現場で多いのは、 RSST が良いから大丈夫、 MWST が陰性だから食上げしてよいと単純化してしまうことです。実際には、両者は別の角度からリスクを拾う検査なので、単独で決め切るより、周辺所見や他の評価と束ねて解釈したほうが安全です。比較記事では、点数の暗記よりも役割の違いを共有言語にすることが価値になります。

よくある質問

各項目名をタップ(クリック)すると回答が開きます。もう一度タップで閉じます。

RSST が陰性なら MWST は不要ですか?

不要とは言い切れません。 RSST は空嚥下の入口評価であり、実際の少量飲水時の危険徴候までは直接見ていないからです。 RSST が保たれていても、必要に応じて MWST で少量飲水時の安全域を確認するほうが安全です。

MWST の前に RSST を飛ばしてもいいですか?

対象者の状態や施設 SOP によってはあり得ますが、迷ったら RSST を先に行う運用のほうが安定します。水を使わずに覚醒、指示理解、空嚥下のまとまりを確認できるため、その後の MWST をより慎重に組み立てやすくなります。

認知機能低下や指示理解が不安定なときはどちらを優先しますか?

まずは入口評価を慎重に扱うのが基本です。無理に回数や点数だけで結論を急がず、検査の成立可否そのもの、覚醒、体位、呼吸、口腔内所見など周辺情報を束ねて判断したほうが実務的です。

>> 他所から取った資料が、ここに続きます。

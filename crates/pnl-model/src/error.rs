//! Error types for the panel model

use crate::field::FieldKey;

/// Validation failures raised while constructing model values
#[derive(Debug, Clone, PartialEq, thiserror::Error)]
pub enum ModelError {
    /// Circuit count must be even
    #[error("number_of_circuits must be even, got {0}")]
    OddCircuitCount(i64),

    /// Circuit count outside template bounds
    #[error("number_of_circuits {value} outside [{min}, {max}]")]
    CircuitCountOutOfRange {
        /// Rejected count
        value: i64,
        /// Lower bound (inclusive)
        min: u8,
        /// Upper bound (inclusive)
        max: u8,
    },

    /// Circuit number outside the addressable panel range
    #[error("circuit {circuit} outside panel range 1..={max}")]
    CircuitOutOfRange {
        /// Offending circuit number
        circuit: i64,
        /// Largest valid circuit number
        max: u8,
    },

    /// Unrecognized load type designator
    #[error("invalid load type: {0}")]
    InvalidLoadType(String),

    /// Pole count outside 1..=3
    #[error("pole count must be 1..=3, got {0}")]
    InvalidPoleCount(String),

    /// Confidence outside [0, 1] or not finite
    #[error("confidence must be within [0, 1], got {0}")]
    InvalidConfidence(f64),

    /// Unknown field key or template label
    #[error("unknown field: {0}")]
    UnknownField(String),

    /// Empty or whitespace-only value
    #[error("empty value for {0}")]
    EmptyValue(FieldKey),

    /// Value present but not acceptable for the field
    #[error("invalid value for {field}: {reason}")]
    InvalidValue {
        /// Field the value was reported for
        field: FieldKey,
        /// Why it was refused
        reason: String,
    },

    /// Session key empty after sanitizing
    #[error("invalid session id: {0:?}")]
    InvalidSessionId(String),

    /// Task id is not a ULID
    #[error("invalid task id: {0}")]
    InvalidTaskId(String),

    /// Unknown extraction method name
    #[error("unknown extraction method: {0}")]
    UnknownMethod(String),

    /// Template descriptor is internally inconsistent
    #[error("invalid template: {0}")]
    InvalidTemplate(String),
}

impl ModelError {
    /// Whether this is the soft "nothing to record" case rather than bad data
    #[inline]
    #[must_use]
    pub fn is_empty_value(&self) -> bool {
        matches!(self, Self::EmptyValue(_))
    }

    /// Create an invalid value error
    #[inline]
    pub fn invalid(field: FieldKey, reason: impl Into<String>) -> Self {
        Self::InvalidValue {
            field,
            reason: reason.into(),
        }
    }
}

MWST で陽性だったら、その場で経口を中止すべきですか?

少なくとも、その結果だけで経口継続を急いで決めないほうが安全です。むせ、湿性嗄声、呼吸変化などが出た場合は、その場で止めて ST ・医師へ共有し、必要に応じて VFSS / FEES などの精査につなげます。

次の一手|比較のあとに単体記事とハブで全体像をつなげる

比較で役割の違いがつかめたら、次は単体手順と全体フローをつなぐと理解が定着します。まず全体像を 1 本で整理したい場合は 栄養・嚥下ハブ、ベッドサイド評価の順番を確認したい場合は 摂食嚥下評価(総論) が入口になります。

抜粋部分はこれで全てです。